Effects of exogenous phosphorus and silicon on osteoblast differentiation at the interface with bioactive ceramics.

In this study, we have investigated the effects of dissolved phosphorus and silicon on osteoblast differentiation in vitro. Neonatal rat calvarial osteoblasts were seeded on silica-calcium phosphate composites (SCPCS), hydroxyapatite (HA-200), and tissue culture polystyrene (TCPS) and incubated over 4 days in media containing 0 {minimal essential medium [MEM] (-)} or 3 mM β-glycerophosphate [MEM (+)]. Inductively coupled plasma analysis showed that P-content in original MEM (+) was 225% higher than that in MEM (-). Moreover, P-content in MEM (+) significantly increased to 3.4-4.4 mM and 3.6-4.7 mM after 2 and 4 days incubation with SCPC, respectively, owing to material dissolution and exogenous phosphate supplementation. In contrast, P-content in MEM (+) showed no change upon incubation with HA or TCPS. The P-content in MEM (-) incubated with SCPC was considerably lower than that in MEM (+). SCPC exhibited controlled Si-release in cell culture media [MEM (-) or MEM (+)], with Si-rich SCPC showing a significantly greater dissolution than Si-poor SCPC. Moreover, SCPC, unlike HA, demonstrated a cell- and solution-mediated dissolution over 4 days.
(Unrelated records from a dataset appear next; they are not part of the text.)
//! End-to-end flow across the workspace crates
//!
//! Drives the loader, resolver, validator, userdata providers and summary
//! one step at a time against fixtures on disk.

use std::time::Duration;

use deployer_core::{
    ResolvedUserdata, Resolver, RunConfig, UserdataKind, ValidationError, Validator, prepare,
    select_provider, summary,
};
use deployer_fs::NormalizedPath;
use deployer_meta::ManifestLoader;
use deployer_test_utils::ManifestFixture;
use pretty_assertions::assert_eq;

fn run_for(fixture: &ManifestFixture, manifest: &str, stack: &str) -> RunConfig {
    RunConfig {
        manifest: fixture.join(manifest),
        metrics_config: fixture.metric_config_path(),
        stack: stack.into(),
        ..RunConfig::default()
    }
}

#[test]
fn step_by_step_flow_matches_prepare() {
    let fixture = ManifestFixture::sample();
    let run = run_for(&fixture, "manifest.yaml", "artd");
    let loader = ManifestLoader::new();

    let (global, stacks) = loader
        .load(&NormalizedPath::new(&run.manifest))
        .unwrap();
    assert_eq!(global.name, "hello");
    assert_eq!(stacks.len(), 2);

    let metrics = loader
        .load_metric_config(&NormalizedPath::new(&run.metrics_config))
        .unwrap()
        .unwrap();
    let config = Resolver::new()
        .resolve(run.clone(), global, stacks)
        .with_metric_config(metrics);
    let warnings = Validator::new().validate(&config).unwrap();
    assert!(warnings.is_empty());

    let stack = config.active_stack().unwrap();
    let provider = select_provider(stack.userdata.as_ref(), &config.global.userdata);
    assert_eq!(provider.kind(), UserdataKind::Local);
    let userdata = provider.provide().unwrap();

    let prepared = prepare(run).unwrap();
    // Only the run timestamp may differ between the two paths
    assert_eq!(prepared.config.stacks, config.stacks);
    assert_eq!(prepared.config.env(), config.env());
    assert_eq!(prepared.config.polling_interval(), config.polling_interval());
    assert_eq!(prepared.userdata, userdata);
}

#[test]
fn summary_reflects_resolved_values() {
    let fixture = ManifestFixture::sample();
    let run = RunConfig {
        env: Some("qa".into()),
        region: Some("ap-northeast-2".into()),
        timeout: Duration::from_secs(30 * 60),
        ..run_for(&fixture, "manifest.yaml", "artd")
    };

    let prepared = prepare(run).unwrap();
    let text = summary::render(&prepared.config);

    assert!(text.contains("[ artd ]"), "{text}");
    assert!(text.contains("30 min"), "{text}");
    assert!(text.contains("90 sec"), "{text}");
    assert!(text.contains("t3.medium"), "{text}");
    assert!(text.lines().any(|l| l.starts_with("env") && l.ends_with(": qa")), "{text}");
}

#[test]
fn toml_manifest_goes_through_the_same_flow() {
    let fixture = ManifestFixture::new()
        .with_file("scripts/boot.sh", "#!/bin/sh\n")
        .with_metric_config(deployer_test_utils::SAMPLE_METRIC_CONFIG);
    let script = fixture.join("scripts/boot.sh");
    let manifest = format!(
        r#"
name = "toml-app"
tags = ["project=toml-app"]

[userdata]
type = "local"
path = '{}'

[[stacks]]
stack = "web"
env = "stage"
polling_interval = "20s"

[stacks.capacity]
min = 1
max = 3
desired = 2

[[stacks.regions]]
region = "eu-west-1"
instance_type = "m5.large"
ami_id = "ami-0123456789abcdef0"
"#,
        script.display()
    );
    let fixture = fixture.with_file("manifest.toml", &manifest);

    let prepared = prepare(run_for(&fixture, "manifest.toml", "web")).unwrap();

    assert_eq!(prepared.config.global.name, "toml-app");
    assert_eq!(prepared.config.env(), "stage");
    assert_eq!(prepared.config.polling_interval(), Duration::from_secs(20));
    assert_eq!(
        prepared.userdata,
        ResolvedUserdata::Encoded {
            content: "IyEvYmluL3NoCg==".into()
        }
    );
}

#[test]
fn json_manifest_with_s3_userdata() {
    let fixture = ManifestFixture::new()
        .with_metric_config(deployer_test_utils::SAMPLE_METRIC_CONFIG)
        .with_file(
            "manifest.json",
            r#"{
  "name": "json-app",
  "userdata": { "type": "s3", "path": "s3://bucket/userdata.sh" },
  "stacks": [
    {
      "stack": "api",
      "env": "prod",
      "capacity": { "min": 1, "max": 1, "desired": 1 },
      "regions": [
        { "region": "us-east-1", "instance_type": "t3.small", "ami_id": "ami-0aaaaaaaaaaaaaaaa" }
      ]
    }
  ]
}"#,
        );

    let prepared = prepare(run_for(&fixture, "manifest.json", "api")).unwrap();

    assert_eq!(
        prepared.userdata,
        ResolvedUserdata::ObjectReference {
            path: "s3://bucket/userdata.sh".into()
        }
    );
}

#[test]
fn prepared_deployment_serializes_for_scripting() {
    let fixture = ManifestFixture::sample();

    let prepared = prepare(run_for(&fixture, "manifest.yaml", "artd")).unwrap();
    let json = serde_json::to_value(&prepared).unwrap();

    assert_eq!(json["config"]["run"]["env"], "dev");
    assert_eq!(json["config"]["run"]["polling_interval"], "1m30s");
    assert_eq!(json["config"]["run"]["timeout"], "1h");
    assert_eq!(json["config"]["global"]["name"], "hello");
    assert_eq!(json["userdata"]["source"], "encoded");
}

#[test]
fn role_override_reaches_every_stack_but_only_active_is_validated() {
    let fixture = ManifestFixture::sample();
    let run = RunConfig {
        assume_role: Some("arn:aws:iam::123456789012:role/ci".into()),
        ..run_for(&fixture, "manifest.yaml", "batch")
    };

    let prepared = prepare(run).unwrap();

    for stack in &prepared.config.stacks {
        assert_eq!(
            stack.assume_role.as_deref(),
            Some("arn:aws:iam::123456789012:role/ci")
        );
    }
    assert_eq!(prepared.config.active_stack().unwrap().stack, "batch");
}

#[test]
fn validation_failure_stops_before_userdata() {
    // Userdata points nowhere, but validation fails first
    let fixture = ManifestFixture::new()
        .with_metric_config(deployer_test_utils::SAMPLE_METRIC_CONFIG)
        .with_manifest(
            r#"
name: broken
userdata:
  type: local
  path: /nowhere/userdata.sh
stacks:
  - stack: web
    env: dev
    block_devices:
      - device_name: /dev/xvda
        volume_size: 8
        volume_type: standard
    regions:
      - region: us-east-1
        instance_type: t3.micro
        ami_id: ami-0bbbbbbbbbbbbbbbb
"#,
        );

    let err = prepare(run_for(&fixture, "manifest.yaml", "web")).unwrap_err();

    assert!(
        matches!(
            err,
            deployer_core::Error::Validation(ValidationError::UnsupportedVolumeType { .. })
        ),
        "{err:?}"
    );
}
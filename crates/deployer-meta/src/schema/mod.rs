//! Manifest schema
//!
//! A manifest describes every stack of a service and the regions each stack
//! deploys into:
//!
//! ```yaml
//! name: hello
//! userdata:
//!   type: local
//!   path: scripts/userdata.sh
//! tags:
//!   - project=hello
//! stacks:
//!   - stack: artd
//!     account: dev
//!     env: dev
//!     replacement_type: BlueGreen
//!     iam_instance_profile: app-hello-profile
//!     capacity: { min: 1, max: 2, desired: 1 }
//!     regions:
//!       - region: ap-northeast-2
//!         instance_type: t3.medium
//!         ami_id: ami-01288945bd24ed49a
//! ```
//!
//! Optional fields are modelled as `Option`; an empty string in the document
//! counts as "not set".

mod manifest;
mod metrics;
mod region;
mod stack;

pub use manifest::{DeploymentManifest, GlobalConfig, UserdataSpec};
pub use metrics::{METRIC_CONFIG_PATH, MetricConfig, MetricStorage};
pub use region::RegionSpec;
pub use stack::{
    AlarmSpec, DEFAULT_SPOT_ALLOCATION_STRATEGY, BlockDeviceSpec, CapacitySpec, InstanceMarketOptions, LifecycleCallbacks,
    LifecycleHookSpec, LifecycleHooks, MixedInstancesPolicy, ScalingPolicy, SpotOptions,
    StackSpec,
};

use serde::{Deserialize, Deserializer};

/// Deserialize an optional string, treating blank values as absent.
pub(crate) fn empty_as_none<'de, D>(deserializer: D) -> std::result::Result<Option<String>, D::Error>
where
    D: Deserializer<'de>,
{
    let value = Option::<String>::deserialize(deserializer)?;
    Ok(value.filter(|s| !s.trim().is_empty()))
}
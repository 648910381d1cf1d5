//! Normalized path handling for cross-platform compatibility

use std::path::{Path, PathBuf};

/// A path normalized to use forward slashes internally.
///
/// Manifest, metrics and userdata paths all come from users on different
/// platforms; they are normalized once and converted back to native form
/// only at I/O boundaries.
#[derive(Debug, Clone, PartialEq, Eq, Hash)]
pub struct NormalizedPath {
    /// Internal representation always uses forward slashes
    inner: String,
}

impl NormalizedPath {
    /// Create a new NormalizedPath from any path-like input.
    pub fn new(path: impl AsRef<Path>) -> Self {
        let path_str = path.as_ref().to_string_lossy();
        Self {
            inner: path_str.replace('\\', "/"),
        }
    }

    /// Get the internal normalized string representation.
    pub fn as_str(&self) -> &str {
        &self.inner
    }

    /// Whether the path is the empty string.
    pub fn is_empty(&self) -> bool {
        self.inner.is_empty()
    }

    /// Convert to a platform-native PathBuf for I/O operations.
    pub fn to_native(&self) -> PathBuf {
        PathBuf::from(&self.inner)
    }

    /// Get the file name component.
    pub fn file_name(&self) -> Option<&str> {
        let trimmed = self.inner.trim_end_matches('/');
        trimmed.rsplit('/').next().filter(|name| !name.is_empty())
    }

    /// Check if this is a regular file.
    pub fn is_file(&self) -> bool {
        !self.is_empty() && self.to_native().is_file()
    }

    /// Get the extension if present.
    pub fn extension(&self) -> Option<&str> {
        self.file_name().and_then(|name| {
            let idx = name.rfind('.')?;
            if idx == 0 {
                None
            } else {
                Some(&name[idx + 1..])
            }
        })
    }
}

impl std::fmt::Display for NormalizedPath {
    fn fmt(&self, f: &mut std::fmt::Formatter<'_>) -> std::fmt::Result {
        write!(f, "{}", self.inner)
    }
}
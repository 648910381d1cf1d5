//! Configuration resolution and validation for autoscaling-group deployments
//!
//! This crate turns a deployment manifest plus command-line overrides into a
//! single validated configuration, before any cloud API is touched:
//!
//! - **Run configuration**: the override values collected by the command surface
//! - **Resolver**: merges overrides with the manifest and selects the active stack
//! - **Validator**: fail-fast invariant checks over the merged configuration
//! - **Userdata**: local-file vs. object-storage script resolution
//! - **Summary**: human-readable rendering of the resolved configuration
//!
//! # Architecture
//!
//! ```text
//!                 deployer-cli
//!                      |
//!                deployer-core
//!                 /          \
//!        deployer-meta    deployer-fs
//! ```
//!
//! # Example
//!
//! ```ignore
//! use deployer_core::{RunConfig, pipeline};
//!
//! let run = RunConfig {
//!     manifest: "manifests/hello.yaml".into(),
//!     stack: "artd".into(),
//!     ..RunConfig::default()
//! };
//! let prepared = pipeline::prepare(run)?;
//! println!("{}", deployer_core::summary::render(&prepared.config));
//! ```

pub mod config;
pub mod error;
pub mod pipeline;
pub mod summary;
pub mod userdata;
pub mod validate;

pub use config::{
    DEFAULT_DEPLOYMENT_TIMEOUT, DEFAULT_LOG_LEVEL, DEFAULT_POLLING_INTERVAL, MIN_POLLING_INTERVAL,
    ResolvedConfiguration, Resolver, RunConfig,
};
pub use error::{Error, Result};
pub use pipeline::{PreparedDeployment, prepare};
pub use userdata::{
    LocalProvider, ResolvedUserdata, S3Provider, UserdataKind, UserdataProvider, select_provider,
};
pub use validate::{ValidationError, ValidationWarning, Validator, WarningKind};
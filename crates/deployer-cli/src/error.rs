//! Error types for deployer-cli

/// Result type for CLI operations
pub type Result<T> = std::result::Result<T, CliError>;

/// Errors that can occur in CLI operations
#[derive(Debug, thiserror::Error)]
pub enum CliError {
    /// Error from deployer-core
    #[error(transparent)]
    Core(#[from] deployer_core::Error),

    /// JSON rendering error
    #[error("failed to render JSON: {0}")]
    Json(#[from] serde_json::Error),

    /// User-facing error with a message
    #[error("{message}")]
    User { message: String },
}

impl CliError {
    /// Create a new user error with the given message
    pub fn user(message: impl Into<String>) -> Self {
        Self::User {
            message: message.into(),
        }
    }
}
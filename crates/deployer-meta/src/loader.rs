//! Loading manifests and the metrics configuration from disk
//!
//! The loader distinguishes "there is no manifest" from "the manifest is
//! broken" so callers can report each precisely. Neither condition exits the
//! process; that decision belongs to the binary.

use deployer_fs::{ConfigStore, NormalizedPath};

use crate::schema::{DeploymentManifest, GlobalConfig, MetricConfig, StackSpec};
use crate::{Error, Result};

/// Loads deployment manifests and the metrics configuration file
#[derive(Debug, Default)]
pub struct ManifestLoader {
    store: ConfigStore,
}

impl ManifestLoader {
    pub fn new() -> Self {
        Self {
            store: ConfigStore::new(),
        }
    }

    /// Load a manifest and split it into global fields and stacks.
    ///
    /// Stacks are returned in document order, unmodified.
    pub fn load(&self, path: &NormalizedPath) -> Result<(GlobalConfig, Vec<StackSpec>)> {
        Ok(self.load_manifest(path)?.into_parts())
    }

    /// Load the full manifest document.
    ///
    /// # Errors
    ///
    /// * [`Error::ManifestNotFound`] if `path` is empty or not a regular file
    /// * [`Error::InvalidManifest`] if the file does not parse
    pub fn load_manifest(&self, path: &NormalizedPath) -> Result<DeploymentManifest> {
        if !path.is_file() {
            return Err(Error::ManifestNotFound {
                path: path.to_native(),
            });
        }

        let manifest: DeploymentManifest = self.store.load(path).map_err(|e| match e {
            deployer_fs::Error::ConfigParse { path, message, .. } => {
                Error::InvalidManifest { path, message }
            }
            other => Error::Fs(other),
        })?;

        tracing::debug!(
            %path,
            name = %manifest.name,
            stacks = manifest.stacks.len(),
            "Loaded manifest"
        );
        Ok(manifest)
    }

    /// Load the metrics configuration, if the file exists.
    pub fn load_metric_config(&self, path: &NormalizedPath) -> Result<Option<MetricConfig>> {
        if !path.is_file() {
            tracing::debug!(%path, "No metrics configuration found");
            return Ok(None);
        }

        self.store
            .load(path)
            .map(Some)
            .map_err(|e| match e {
                deployer_fs::Error::ConfigParse { path, message, .. } => {
                    Error::InvalidMetricConfig { path, message }
                }
                other => Error::Fs(other),
            })
    }
}
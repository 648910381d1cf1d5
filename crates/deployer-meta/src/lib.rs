//! Deployment manifest schema and loading.
//!
//! This crate defines the in-memory model of a multi-stack, multi-region
//! autoscaling-group deployment manifest and loads it from disk.

pub mod duration;
pub mod error;
pub mod loader;
pub mod schema;

pub use error::{Error, Result};
pub use loader::ManifestLoader;
pub use schema::{
    AlarmSpec, BlockDeviceSpec, CapacitySpec, DEFAULT_SPOT_ALLOCATION_STRATEGY, DeploymentManifest,
    GlobalConfig, InstanceMarketOptions, LifecycleCallbacks, LifecycleHookSpec, LifecycleHooks,
    METRIC_CONFIG_PATH, MetricConfig, MetricStorage, MixedInstancesPolicy, RegionSpec,
    ScalingPolicy, SpotOptions, StackSpec, UserdataSpec,
};
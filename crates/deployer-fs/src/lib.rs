//! Filesystem access for the deployment manifest tooling
//!
//! Provides normalized paths, scoped reads with path-carrying errors,
//! and format-agnostic document loading.

pub mod config;
pub mod error;
pub mod io;
pub mod path;

pub use config::{ConfigStore, DocumentFormat};
pub use error::{Error, Result};
pub use path::NormalizedPath;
Quantitative real-time PCR showed that in MEM (-), osteocalcin and osteopontin mRNA expression on Si-rich SCPC was significantly greater than that on HA, suggesting that Si plays an important role in enhancing bone-cell differentiation. However, osteoblast phenotypic expression on SCPC was significantly decreased after 4 days incubation in MEM (+), indicating that sustained exposure to elevated P-levels in the media can downregulate osteoblast function. Our results demonstrate that the controlled dissolution of SCPC provides a natural stimulus for bone-cell differentiation in vitro and could obviate the need of exogenous phosphate supplementation.